Records provided Start Marker
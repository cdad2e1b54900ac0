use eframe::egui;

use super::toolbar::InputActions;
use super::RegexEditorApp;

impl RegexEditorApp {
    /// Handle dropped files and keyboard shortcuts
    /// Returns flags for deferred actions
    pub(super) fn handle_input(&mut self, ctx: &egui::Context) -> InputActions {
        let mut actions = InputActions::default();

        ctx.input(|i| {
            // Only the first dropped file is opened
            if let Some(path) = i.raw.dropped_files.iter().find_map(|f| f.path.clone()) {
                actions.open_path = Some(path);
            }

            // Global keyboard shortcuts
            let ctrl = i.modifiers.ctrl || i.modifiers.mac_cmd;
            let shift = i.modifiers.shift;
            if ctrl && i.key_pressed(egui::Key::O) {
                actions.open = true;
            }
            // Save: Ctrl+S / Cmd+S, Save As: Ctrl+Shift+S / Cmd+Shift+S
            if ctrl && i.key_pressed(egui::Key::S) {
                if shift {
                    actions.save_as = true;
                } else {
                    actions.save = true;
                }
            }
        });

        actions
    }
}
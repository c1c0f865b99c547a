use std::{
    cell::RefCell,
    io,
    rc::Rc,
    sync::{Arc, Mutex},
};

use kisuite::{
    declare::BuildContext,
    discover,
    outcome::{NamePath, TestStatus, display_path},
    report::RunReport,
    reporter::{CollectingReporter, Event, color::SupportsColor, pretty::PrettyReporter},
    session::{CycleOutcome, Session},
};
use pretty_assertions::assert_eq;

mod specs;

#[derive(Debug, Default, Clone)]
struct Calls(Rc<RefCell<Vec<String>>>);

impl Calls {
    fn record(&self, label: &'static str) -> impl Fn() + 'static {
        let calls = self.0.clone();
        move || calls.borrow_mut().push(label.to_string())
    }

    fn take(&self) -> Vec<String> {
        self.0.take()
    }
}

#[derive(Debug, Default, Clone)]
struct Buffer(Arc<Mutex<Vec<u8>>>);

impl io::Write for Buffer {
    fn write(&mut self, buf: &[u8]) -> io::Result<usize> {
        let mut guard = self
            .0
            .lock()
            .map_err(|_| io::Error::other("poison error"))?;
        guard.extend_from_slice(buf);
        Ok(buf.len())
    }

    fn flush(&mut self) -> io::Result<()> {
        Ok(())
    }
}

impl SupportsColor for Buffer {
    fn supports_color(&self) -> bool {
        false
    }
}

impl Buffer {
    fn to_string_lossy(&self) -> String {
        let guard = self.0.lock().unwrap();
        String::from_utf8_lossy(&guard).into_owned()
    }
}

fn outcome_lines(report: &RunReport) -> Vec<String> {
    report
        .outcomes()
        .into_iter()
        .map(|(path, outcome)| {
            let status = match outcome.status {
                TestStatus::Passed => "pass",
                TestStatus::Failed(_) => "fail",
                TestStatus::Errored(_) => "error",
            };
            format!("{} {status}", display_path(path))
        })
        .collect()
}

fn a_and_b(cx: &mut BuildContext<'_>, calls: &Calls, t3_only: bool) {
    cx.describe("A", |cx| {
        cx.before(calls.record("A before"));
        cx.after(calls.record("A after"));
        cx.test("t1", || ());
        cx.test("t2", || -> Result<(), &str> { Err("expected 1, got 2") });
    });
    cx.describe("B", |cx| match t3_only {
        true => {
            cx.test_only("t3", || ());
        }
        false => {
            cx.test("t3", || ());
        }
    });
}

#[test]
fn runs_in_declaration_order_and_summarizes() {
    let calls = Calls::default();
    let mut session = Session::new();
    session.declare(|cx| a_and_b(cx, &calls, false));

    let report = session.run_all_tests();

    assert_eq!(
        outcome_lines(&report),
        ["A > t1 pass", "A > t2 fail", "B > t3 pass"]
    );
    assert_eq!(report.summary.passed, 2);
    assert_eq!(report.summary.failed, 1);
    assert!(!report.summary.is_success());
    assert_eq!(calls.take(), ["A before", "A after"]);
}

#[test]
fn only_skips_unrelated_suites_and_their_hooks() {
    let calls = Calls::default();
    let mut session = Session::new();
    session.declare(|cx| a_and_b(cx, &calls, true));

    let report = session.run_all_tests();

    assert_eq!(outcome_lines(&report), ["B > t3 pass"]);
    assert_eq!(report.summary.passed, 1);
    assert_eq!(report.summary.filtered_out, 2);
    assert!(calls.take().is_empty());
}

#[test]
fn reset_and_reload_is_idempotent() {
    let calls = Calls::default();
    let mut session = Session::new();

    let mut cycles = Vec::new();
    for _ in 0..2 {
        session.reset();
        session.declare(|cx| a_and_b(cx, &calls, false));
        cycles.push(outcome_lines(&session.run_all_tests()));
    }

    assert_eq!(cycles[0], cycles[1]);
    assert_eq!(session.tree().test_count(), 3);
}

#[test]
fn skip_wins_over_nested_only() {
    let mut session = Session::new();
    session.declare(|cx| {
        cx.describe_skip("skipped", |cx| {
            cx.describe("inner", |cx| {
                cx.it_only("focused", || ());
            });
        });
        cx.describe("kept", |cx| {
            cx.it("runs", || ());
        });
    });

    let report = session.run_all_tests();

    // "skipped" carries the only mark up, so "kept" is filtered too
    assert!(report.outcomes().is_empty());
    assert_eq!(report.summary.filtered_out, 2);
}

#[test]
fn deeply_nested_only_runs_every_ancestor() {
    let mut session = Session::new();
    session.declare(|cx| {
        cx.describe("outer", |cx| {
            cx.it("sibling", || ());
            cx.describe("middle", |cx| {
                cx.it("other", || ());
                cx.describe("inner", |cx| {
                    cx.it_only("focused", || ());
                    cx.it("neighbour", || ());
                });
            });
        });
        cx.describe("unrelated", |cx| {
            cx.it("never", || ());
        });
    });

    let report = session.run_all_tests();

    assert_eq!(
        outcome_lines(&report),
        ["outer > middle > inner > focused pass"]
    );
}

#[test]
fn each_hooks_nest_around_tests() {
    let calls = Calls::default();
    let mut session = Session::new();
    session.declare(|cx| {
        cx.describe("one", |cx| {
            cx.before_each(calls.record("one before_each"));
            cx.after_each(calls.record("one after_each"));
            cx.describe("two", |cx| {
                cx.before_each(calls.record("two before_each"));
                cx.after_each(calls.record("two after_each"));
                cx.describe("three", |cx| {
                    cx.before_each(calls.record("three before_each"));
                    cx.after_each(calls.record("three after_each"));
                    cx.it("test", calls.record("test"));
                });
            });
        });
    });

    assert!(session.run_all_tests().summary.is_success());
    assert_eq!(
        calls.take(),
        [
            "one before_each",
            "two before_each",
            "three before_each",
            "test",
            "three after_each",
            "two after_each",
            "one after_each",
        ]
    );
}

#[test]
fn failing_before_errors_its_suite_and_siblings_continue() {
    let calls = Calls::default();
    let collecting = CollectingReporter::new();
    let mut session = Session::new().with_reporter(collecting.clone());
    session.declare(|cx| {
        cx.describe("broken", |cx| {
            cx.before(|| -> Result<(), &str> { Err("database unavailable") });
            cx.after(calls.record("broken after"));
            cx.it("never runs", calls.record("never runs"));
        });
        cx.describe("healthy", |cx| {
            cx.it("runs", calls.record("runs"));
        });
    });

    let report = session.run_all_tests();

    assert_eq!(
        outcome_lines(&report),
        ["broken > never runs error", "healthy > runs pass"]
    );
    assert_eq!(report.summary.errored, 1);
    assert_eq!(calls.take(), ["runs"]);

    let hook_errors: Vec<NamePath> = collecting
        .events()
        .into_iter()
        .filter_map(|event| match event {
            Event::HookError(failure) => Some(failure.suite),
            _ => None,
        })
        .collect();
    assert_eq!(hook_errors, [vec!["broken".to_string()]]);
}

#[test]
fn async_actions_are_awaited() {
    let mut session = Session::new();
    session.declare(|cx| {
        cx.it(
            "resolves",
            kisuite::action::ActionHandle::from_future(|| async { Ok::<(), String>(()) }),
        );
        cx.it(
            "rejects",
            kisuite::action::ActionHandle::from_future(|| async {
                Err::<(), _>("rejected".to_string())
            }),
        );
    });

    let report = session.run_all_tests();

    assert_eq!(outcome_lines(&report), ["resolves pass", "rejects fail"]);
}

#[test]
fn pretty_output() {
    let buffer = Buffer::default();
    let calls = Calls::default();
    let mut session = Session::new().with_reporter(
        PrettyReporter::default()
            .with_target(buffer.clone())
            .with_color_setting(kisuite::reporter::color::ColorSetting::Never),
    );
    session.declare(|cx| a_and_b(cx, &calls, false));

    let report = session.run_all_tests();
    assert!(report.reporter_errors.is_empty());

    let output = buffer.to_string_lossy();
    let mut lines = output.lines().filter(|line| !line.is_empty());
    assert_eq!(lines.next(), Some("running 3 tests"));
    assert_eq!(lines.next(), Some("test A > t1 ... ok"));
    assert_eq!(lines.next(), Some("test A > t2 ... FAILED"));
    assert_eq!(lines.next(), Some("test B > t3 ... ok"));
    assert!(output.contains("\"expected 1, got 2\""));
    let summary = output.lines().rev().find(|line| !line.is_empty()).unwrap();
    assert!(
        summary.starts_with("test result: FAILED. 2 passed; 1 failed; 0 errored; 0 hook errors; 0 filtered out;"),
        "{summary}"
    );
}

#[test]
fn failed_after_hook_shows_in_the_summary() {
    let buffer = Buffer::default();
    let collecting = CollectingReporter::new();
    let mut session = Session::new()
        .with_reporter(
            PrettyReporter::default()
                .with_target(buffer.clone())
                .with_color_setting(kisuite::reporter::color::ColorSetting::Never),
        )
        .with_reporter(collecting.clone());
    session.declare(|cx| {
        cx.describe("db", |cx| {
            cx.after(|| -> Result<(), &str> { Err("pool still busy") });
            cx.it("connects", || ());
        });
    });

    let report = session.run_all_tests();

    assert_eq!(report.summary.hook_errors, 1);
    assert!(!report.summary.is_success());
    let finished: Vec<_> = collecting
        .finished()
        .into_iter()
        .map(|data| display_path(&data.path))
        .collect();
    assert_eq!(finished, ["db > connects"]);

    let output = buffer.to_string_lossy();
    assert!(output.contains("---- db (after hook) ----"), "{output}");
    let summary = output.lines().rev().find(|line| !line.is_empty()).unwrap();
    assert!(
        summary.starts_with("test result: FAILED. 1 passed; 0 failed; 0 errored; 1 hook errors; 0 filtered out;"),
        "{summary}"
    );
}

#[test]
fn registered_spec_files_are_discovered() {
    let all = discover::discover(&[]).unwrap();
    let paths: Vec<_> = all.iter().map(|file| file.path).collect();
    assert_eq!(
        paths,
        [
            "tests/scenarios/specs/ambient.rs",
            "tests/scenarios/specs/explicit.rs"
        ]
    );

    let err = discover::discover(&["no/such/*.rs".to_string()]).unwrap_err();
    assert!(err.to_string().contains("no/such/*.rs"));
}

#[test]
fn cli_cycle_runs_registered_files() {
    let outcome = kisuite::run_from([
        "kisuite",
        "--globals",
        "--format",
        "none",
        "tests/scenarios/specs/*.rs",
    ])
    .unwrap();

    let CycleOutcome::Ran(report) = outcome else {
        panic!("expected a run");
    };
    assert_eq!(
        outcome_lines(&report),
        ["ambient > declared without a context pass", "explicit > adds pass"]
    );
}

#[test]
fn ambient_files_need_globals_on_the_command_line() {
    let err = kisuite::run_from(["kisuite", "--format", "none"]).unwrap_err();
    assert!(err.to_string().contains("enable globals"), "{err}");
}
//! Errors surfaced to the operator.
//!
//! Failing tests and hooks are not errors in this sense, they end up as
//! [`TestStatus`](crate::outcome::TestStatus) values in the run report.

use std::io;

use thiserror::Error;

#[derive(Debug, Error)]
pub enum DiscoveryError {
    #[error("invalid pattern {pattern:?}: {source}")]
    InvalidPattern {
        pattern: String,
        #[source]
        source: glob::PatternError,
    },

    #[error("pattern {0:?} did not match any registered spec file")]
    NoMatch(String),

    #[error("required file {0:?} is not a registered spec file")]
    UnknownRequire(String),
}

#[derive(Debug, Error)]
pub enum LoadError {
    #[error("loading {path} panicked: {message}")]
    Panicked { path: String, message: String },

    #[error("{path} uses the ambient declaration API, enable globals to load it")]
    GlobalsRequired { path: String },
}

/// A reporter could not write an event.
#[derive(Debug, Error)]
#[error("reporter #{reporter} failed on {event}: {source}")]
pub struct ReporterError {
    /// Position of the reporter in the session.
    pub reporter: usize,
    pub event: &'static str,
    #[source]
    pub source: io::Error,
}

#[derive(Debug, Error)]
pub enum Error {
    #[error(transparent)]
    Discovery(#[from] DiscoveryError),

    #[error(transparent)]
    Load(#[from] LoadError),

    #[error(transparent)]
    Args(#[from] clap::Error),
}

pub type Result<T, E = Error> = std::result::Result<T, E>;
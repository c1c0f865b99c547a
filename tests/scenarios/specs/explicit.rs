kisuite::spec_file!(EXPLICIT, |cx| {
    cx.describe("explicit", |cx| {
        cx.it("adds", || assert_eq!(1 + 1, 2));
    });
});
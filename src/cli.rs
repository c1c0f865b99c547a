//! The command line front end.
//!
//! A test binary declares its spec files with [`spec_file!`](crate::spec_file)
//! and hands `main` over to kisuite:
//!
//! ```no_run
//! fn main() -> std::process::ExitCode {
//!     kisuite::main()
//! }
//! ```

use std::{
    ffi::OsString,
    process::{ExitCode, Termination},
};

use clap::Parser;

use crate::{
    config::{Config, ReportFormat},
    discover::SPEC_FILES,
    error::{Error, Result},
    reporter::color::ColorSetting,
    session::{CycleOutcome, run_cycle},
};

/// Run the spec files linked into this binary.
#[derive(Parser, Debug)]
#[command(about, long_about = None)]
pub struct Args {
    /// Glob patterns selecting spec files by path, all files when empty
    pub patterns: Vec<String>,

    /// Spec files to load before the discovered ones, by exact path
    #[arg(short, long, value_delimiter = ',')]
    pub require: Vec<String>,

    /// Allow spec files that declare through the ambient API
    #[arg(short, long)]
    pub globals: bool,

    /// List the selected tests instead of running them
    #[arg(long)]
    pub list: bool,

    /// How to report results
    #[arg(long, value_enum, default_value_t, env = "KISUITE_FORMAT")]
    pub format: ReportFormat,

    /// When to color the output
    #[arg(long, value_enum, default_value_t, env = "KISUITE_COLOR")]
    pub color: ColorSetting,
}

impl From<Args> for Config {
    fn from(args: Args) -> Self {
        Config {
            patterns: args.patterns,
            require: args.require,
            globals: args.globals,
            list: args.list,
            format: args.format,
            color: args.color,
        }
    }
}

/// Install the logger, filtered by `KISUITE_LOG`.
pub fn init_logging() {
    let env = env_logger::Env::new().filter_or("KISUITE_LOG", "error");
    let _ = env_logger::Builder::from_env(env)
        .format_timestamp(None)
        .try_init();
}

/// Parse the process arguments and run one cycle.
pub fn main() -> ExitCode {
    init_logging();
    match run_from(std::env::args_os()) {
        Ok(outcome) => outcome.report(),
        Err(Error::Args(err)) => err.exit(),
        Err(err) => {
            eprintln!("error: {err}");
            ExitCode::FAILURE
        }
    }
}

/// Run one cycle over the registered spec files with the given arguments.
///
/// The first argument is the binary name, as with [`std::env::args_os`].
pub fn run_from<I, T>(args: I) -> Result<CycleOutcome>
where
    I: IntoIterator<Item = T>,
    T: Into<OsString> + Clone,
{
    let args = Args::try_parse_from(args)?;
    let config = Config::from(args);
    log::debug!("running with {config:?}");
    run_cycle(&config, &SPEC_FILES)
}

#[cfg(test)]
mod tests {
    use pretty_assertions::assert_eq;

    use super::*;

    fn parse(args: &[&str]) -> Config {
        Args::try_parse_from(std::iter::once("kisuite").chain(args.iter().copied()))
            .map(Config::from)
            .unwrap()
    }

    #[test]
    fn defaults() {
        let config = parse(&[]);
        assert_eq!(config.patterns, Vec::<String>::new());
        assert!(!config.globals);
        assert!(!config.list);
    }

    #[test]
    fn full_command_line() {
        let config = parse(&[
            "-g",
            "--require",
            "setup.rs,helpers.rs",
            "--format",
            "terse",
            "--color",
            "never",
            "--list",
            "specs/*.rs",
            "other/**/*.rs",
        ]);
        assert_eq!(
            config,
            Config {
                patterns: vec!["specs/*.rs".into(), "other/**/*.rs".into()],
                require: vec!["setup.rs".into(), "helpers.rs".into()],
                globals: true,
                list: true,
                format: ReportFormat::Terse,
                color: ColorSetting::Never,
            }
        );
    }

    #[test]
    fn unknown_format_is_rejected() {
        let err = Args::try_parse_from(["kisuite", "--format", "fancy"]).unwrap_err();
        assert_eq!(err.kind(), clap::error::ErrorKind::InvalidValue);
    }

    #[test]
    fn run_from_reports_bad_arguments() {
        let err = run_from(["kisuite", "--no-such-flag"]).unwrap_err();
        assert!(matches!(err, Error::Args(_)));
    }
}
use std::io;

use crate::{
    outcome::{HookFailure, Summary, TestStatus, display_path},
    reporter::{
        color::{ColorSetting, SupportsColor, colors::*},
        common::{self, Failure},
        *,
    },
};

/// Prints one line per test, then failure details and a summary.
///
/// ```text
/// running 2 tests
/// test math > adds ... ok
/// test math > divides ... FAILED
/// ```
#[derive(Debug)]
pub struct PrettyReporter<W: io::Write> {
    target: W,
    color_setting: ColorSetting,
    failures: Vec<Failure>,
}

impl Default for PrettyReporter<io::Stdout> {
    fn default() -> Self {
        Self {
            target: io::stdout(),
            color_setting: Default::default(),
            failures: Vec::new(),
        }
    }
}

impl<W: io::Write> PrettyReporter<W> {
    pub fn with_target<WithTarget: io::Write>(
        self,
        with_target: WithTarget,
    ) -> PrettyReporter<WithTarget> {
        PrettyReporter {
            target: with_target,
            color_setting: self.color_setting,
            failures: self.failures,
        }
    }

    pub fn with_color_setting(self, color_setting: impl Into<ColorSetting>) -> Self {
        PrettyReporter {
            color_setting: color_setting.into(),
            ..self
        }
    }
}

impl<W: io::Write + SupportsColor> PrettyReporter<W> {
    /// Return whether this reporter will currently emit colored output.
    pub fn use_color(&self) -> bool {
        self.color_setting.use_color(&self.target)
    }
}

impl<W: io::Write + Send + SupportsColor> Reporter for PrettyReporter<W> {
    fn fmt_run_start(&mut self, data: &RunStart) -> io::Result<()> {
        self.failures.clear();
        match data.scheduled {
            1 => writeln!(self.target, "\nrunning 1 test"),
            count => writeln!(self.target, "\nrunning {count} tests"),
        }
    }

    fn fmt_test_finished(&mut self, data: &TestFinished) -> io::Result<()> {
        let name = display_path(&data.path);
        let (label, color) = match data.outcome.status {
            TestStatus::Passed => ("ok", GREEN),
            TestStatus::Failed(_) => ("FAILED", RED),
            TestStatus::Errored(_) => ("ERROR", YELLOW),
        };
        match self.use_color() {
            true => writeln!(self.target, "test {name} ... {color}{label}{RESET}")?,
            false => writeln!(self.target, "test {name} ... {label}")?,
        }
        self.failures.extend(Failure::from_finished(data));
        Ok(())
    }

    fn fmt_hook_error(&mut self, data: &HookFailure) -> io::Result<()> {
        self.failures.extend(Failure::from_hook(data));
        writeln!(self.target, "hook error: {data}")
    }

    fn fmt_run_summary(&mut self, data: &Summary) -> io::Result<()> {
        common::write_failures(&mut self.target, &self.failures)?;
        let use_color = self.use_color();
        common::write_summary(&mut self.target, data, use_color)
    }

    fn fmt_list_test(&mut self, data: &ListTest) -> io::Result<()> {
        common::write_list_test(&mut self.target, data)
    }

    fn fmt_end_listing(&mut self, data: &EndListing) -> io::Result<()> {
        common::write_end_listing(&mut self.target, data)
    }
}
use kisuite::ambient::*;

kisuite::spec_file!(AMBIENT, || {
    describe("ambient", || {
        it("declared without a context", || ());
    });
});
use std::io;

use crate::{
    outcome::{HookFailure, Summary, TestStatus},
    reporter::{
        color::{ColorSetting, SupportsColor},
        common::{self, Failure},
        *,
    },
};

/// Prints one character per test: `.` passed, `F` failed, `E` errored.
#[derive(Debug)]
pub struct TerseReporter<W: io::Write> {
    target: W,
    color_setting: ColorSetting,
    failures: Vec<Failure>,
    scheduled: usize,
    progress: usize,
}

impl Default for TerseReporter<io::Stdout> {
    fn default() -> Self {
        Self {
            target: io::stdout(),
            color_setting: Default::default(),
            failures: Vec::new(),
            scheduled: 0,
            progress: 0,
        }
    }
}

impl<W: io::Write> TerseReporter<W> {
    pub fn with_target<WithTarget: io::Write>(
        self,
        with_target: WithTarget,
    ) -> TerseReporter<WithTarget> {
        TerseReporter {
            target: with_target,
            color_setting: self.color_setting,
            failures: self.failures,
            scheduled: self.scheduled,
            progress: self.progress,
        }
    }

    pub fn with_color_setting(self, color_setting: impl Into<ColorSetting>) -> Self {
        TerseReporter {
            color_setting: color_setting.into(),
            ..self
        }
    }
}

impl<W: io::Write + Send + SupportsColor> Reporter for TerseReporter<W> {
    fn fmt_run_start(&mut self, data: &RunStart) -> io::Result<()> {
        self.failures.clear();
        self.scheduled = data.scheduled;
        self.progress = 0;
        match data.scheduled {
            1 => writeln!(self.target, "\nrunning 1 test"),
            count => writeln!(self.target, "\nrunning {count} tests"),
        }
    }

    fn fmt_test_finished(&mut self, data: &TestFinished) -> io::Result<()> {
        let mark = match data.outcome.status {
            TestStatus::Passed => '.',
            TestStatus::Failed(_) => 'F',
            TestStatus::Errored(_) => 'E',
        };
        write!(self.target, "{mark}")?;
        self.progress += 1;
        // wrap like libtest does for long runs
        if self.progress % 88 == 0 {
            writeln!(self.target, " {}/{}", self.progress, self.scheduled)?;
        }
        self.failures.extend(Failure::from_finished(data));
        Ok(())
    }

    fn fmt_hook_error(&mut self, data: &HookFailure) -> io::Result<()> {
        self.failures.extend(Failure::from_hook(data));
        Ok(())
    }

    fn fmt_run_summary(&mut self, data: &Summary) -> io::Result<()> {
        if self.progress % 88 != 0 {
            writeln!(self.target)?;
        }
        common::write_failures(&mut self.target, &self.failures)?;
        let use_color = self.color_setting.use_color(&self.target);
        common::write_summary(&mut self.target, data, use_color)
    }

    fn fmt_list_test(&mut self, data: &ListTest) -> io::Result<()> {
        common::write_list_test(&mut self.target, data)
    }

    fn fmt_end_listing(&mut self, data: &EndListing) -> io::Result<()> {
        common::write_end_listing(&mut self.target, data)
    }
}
Records provided End Marker
What to do
The answer should be one number, the count of lines above that contain "shortcuts".

Result of this exercise
2